Preço da terra no Rio Grande do Sul — Perguntas Frequentes
Quanto custa o hectare de terra no Rio Grande do Sul?
R$ 38.252,00 por hectare na mediana dos 11 mercados regionais do Rio Grande do Sul, pelo levantamento do SIMET/Incra publicado no Atlas do Mercado de Terras 2025 e mapeado na Calculadora Rural. Varia de R$ 24.616,00/ha na região de Bagé a R$ 135.528,00/ha na região de Passo Fundo. O preço é regional: cada mercado agrupa municípios com comportamento de preço parecido, e o valor descreve o agrupamento, não um imóvel.
O preço de mercado no Rio Grande do Sul é maior que o VTN do ITR?
Não: ali o mercado fica abaixo da referência fiscal, em cerca de 1,0× o VTN. Comparando usos equivalentes: a mediana da linha Agrícola do Incra no Rio Grande do Sul é R$ 41.989,00/ha, contra R$ 42.449,23/ha de média do VTN de lavoura de aptidão boa no SIPT. No país a mediana dessa razão é 1,69×, mas ela varia demais por região — não existe fator fixo.
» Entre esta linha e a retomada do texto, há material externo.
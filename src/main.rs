use std::time::Duration;

use clap::Parser;
use tracing::{debug, info, warn};
use tracing_subscriber::EnvFilter;

use tank_duel::config::GameConfig;
use tank_duel::game::constants::sim;
use tank_duel::game::game_loop::{GameLoop, GameLoopEvent, LoopMode};
use tank_duel::game::input::HeldControls;
use tank_duel::game::match_result::determine_result;
use tank_duel::game::systems::projectile::HitEvent;
use tank_duel::game::systems::round::RoundEvent;
use tank_duel::net::{resolve_host, NetSync};

/// Ticks between periodic stats lines
const STATS_INTERVAL_TICKS: u64 = sim::secs_to_ticks(30) as u64;

/// Headless runs restart a finished match after this long
const MATCH_RESTART_DELAY_TICKS: u64 = sim::secs_to_ticks(3) as u64;

#[derive(Debug, Parser)]
#[command(name = "tank-duel", version, about = "Two-tank arena duel (headless driver)")]
struct Cli {
    /// Host a networked match
    #[arg(long, conflicts_with = "join")]
    host: bool,

    /// Join a host at ADDR (ip, ip:port or hostname)
    #[arg(long, value_name = "ADDR")]
    join: Option<String>,

    /// Port to host on, or the host's port when joining
    #[arg(long)]
    port: Option<u16>,

    /// Disable networking entirely
    #[arg(long, conflicts_with_all = ["host", "join"])]
    safe: bool,

    /// Fixed RNG seed
    #[arg(long)]
    seed: Option<u64>,

    /// Stop after this many ticks (0 runs until Ctrl-C)
    #[arg(long, default_value_t = 0)]
    ticks: u64,

    /// Log level when RUST_LOG is not set
    #[arg(long, default_value = "info")]
    log_level: String,
}

#[tokio::main]
async fn main() -> anyhow::Result<()> {
    // Load .env file if present
    dotenvy::dotenv().ok();

    let cli = Cli::parse();

    tracing_subscriber::fmt()
        .with_env_filter(
            EnvFilter::try_from_default_env().unwrap_or_else(|_| EnvFilter::new(&cli.log_level)),
        )
        .with_target(false)
        .init();

    info!("Tank Duel v{}", env!("CARGO_PKG_VERSION"));

    let mut config = GameConfig::load_or_default();
    if let Some(port) = cli.port {
        config.port = port;
    }
    if cli.seed.is_some() {
        config.seed = cli.seed;
    }
    config.validate().map_err(anyhow::Error::msg)?;

    let mut game = build_game(&cli, &config);
    info!("Running in {:?} mode at {} Hz", game.mode(), sim::TICK_RATE);

    run(&mut game, cli.ticks).await;

    let [one, two] = game.state().scores();
    info!("Stopped after {} ticks, score {}-{}", game.state().tick, one, two);
    Ok(())
}

/// Pick the loop mode; any network setup failure degrades to local play
fn build_game(cli: &Cli, config: &GameConfig) -> GameLoop {
    let loop_config = config.loop_config();
    if cli.safe {
        return GameLoop::new(loop_config);
    }

    let net = if cli.host {
        NetSync::host(config.bind_addr())
    } else if let Some(addr) = cli.join.as_deref() {
        resolve_host(addr, config.port).and_then(NetSync::client)
    } else {
        return GameLoop::new(loop_config);
    };

    match net {
        Ok(net) => GameLoop::with_network(loop_config, net),
        Err(e) => {
            warn!("Network setup failed ({}); playing locally", e);
            GameLoop::new(loop_config)
        }
    }
}

async fn run(game: &mut GameLoop, max_ticks: u64) {
    let tick_duration = Duration::from_nanos(1_000_000_000 / sim::TICK_RATE as u64);
    let mut ticker = tokio::time::interval(tick_duration);
    ticker.set_missed_tick_behavior(tokio::time::MissedTickBehavior::Skip);

    let shutdown = tokio::signal::ctrl_c();
    tokio::pin!(shutdown);

    // No input devices attached: both controllers stay idle
    let idle = HeldControls::default();
    let mut ticks: u64 = 0;
    let mut restart_at: Option<u64> = None;

    loop {
        tokio::select! {
            _ = ticker.tick() => {}
            result = &mut shutdown => {
                if let Err(e) = result {
                    warn!("Failed to listen for Ctrl-C: {}", e);
                }
                info!("Shutdown signal received");
                break;
            }
        }

        let events = game.tick(&idle, &idle);
        for event in &events {
            log_event(game, event);
            if let GameLoopEvent::Round(RoundEvent::MatchOver { .. }) = event {
                restart_at = Some(ticks + MATCH_RESTART_DELAY_TICKS);
            }
        }

        ticks += 1;
        if restart_at.is_some_and(|at| ticks >= at) && game.mode() != LoopMode::Client {
            restart_at = None;
            for event in game.restart_match() {
                log_event(game, &event);
            }
        }
        if ticks % STATS_INTERVAL_TICKS == 0 {
            log_stats(game);
        }
        if max_ticks > 0 && ticks >= max_ticks {
            break;
        }
    }
}

fn log_event(game: &GameLoop, event: &GameLoopEvent) {
    match event {
        GameLoopEvent::Round(RoundEvent::Started) => info!("Round started"),
        GameLoopEvent::Round(RoundEvent::Ended { destroyed }) => {
            let [one, two] = game.state().scores();
            info!("Side {} destroyed, score {}-{}", destroyed.tag(), one, two);
        }
        GameLoopEvent::Round(RoundEvent::MatchOver { winner }) => {
            if let Some(result) = determine_result(game.state()) {
                info!(
                    "Side {} wins the match by {}",
                    winner.tag(),
                    result.margin()
                );
            }
        }
        GameLoopEvent::Round(RoundEvent::ArenaReset) => debug!("Arena regenerated"),
        GameLoopEvent::Round(RoundEvent::MatchRestarted) => info!("New match"),
        GameLoopEvent::Hit(HitEvent::Shielded { target, .. }) => {
            debug!("Shield on side {} absorbed a hit", target.tag())
        }
        GameLoopEvent::Hit(HitEvent::Destroyed { .. }) => {}
        GameLoopEvent::PowerUpSpawned { kind } => debug!("Power-up spawned: {:?}", kind),
        GameLoopEvent::PowerUpCollected(pickup) => {
            debug!("Side {} picked up {:?}", pickup.side.tag(), pickup.kind)
        }
        GameLoopEvent::NetworkLost => warn!("Continuing without network"),
        GameLoopEvent::Fired { .. } | GameLoopEvent::WallDestroyed | GameLoopEvent::SnapshotApplied => {}
    }
}

fn log_stats(game: &GameLoop) {
    let view = game.view();
    info!(
        "Tick {}: phase={:?} score={}-{} walls={} bullets={} powerups={}",
        game.state().tick,
        view.phase,
        view.scores[0],
        view.scores[1],
        view.walls.len(),
        view.bullets.len(),
        view.powerups.len()
    );
    if let Some(metrics) = game.net_metrics() {
        let snap = metrics.snapshot();
        info!(
            "Net: sent={} ({} B) recv={} ({} B) decode_failures={} ignored={} overwritten={}",
            snap.datagrams_sent,
            snap.bytes_sent,
            snap.datagrams_received,
            snap.bytes_received,
            snap.decode_failures,
            snap.ignored,
            snap.overwritten
        );
    }
}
Consulte o valor fiscal município a município na tabela VTN do Rio Grande do Sul.
O preço da terra no Rio Grande do Sul subiu?
Subiu +28,4% na mediana dos mercados do Rio Grande do Sul com composição comparável entre os levantamentos de 2022 e 2024. No país a mediana foi de +28,4%. Apuração da Calculadora Rural sobre a base do Incra.
O preço da terra no Rio Grande do Sul tende a subir?
É o que o próprio Incra avalia no Atlas do Mercado de Terras 2025: O mercado de terras no Rio Grande do Sul apresenta valorização moderada, especialmente em áreas com agricultura intensiva e integração agroindustrial (noroeste, norte e Serra Gaúcha). Já nas regiões de pecuária extensiva, os preços permanecem estáveis ou com crescimento mais lento, refletindo a menor liquidez. No médio prazo, espera-se continuidade da valorização nas áreas de grãos e de produção de proteína animal, enquanto áreas de menor aptidão agrícola manterão preços relativamente mais baixos. Entre os fatores de valorização que o órgão aponta: agricultura diversificada e altamente tecnificada, com forte integração agroindustrial; proximidade de mercados consumidores e indústrias de transformação; cadeias produtivas organizadas (cooperativas e agroindústrias de grãos, leite e carnes). E de desvalorização: regiões de pecuária extensiva (Campanha e Fronteira Oeste) apresentam preços mais baixos devido à menor intensidade produtiva; dependência do regime climático, com forte impacto da estiagem nos últimos anos. Os valores por região estão na tabela de preço da terra da Calculadora Rural.
Terra nua e imóvel com benfeitorias têm o mesmo preço?
Não: a terra nua vale menos, porque exclui tudo que foi construído ou plantado sobre ela. Ficam de fora casa, galpão, curral, cercas, açude e culturas permanentes; o VTI inclui tudo isso. No Brasil a mediana do VTI é 1,14× a do VTN, pela apuração da Calculadora Rural sobre os pares em que o Incra separa os dois. Numa negociação de venda, benfeitorias entram por fora do valor da terra — e é a terra nua que serve de base para o ITR e para o teto de arrendamento.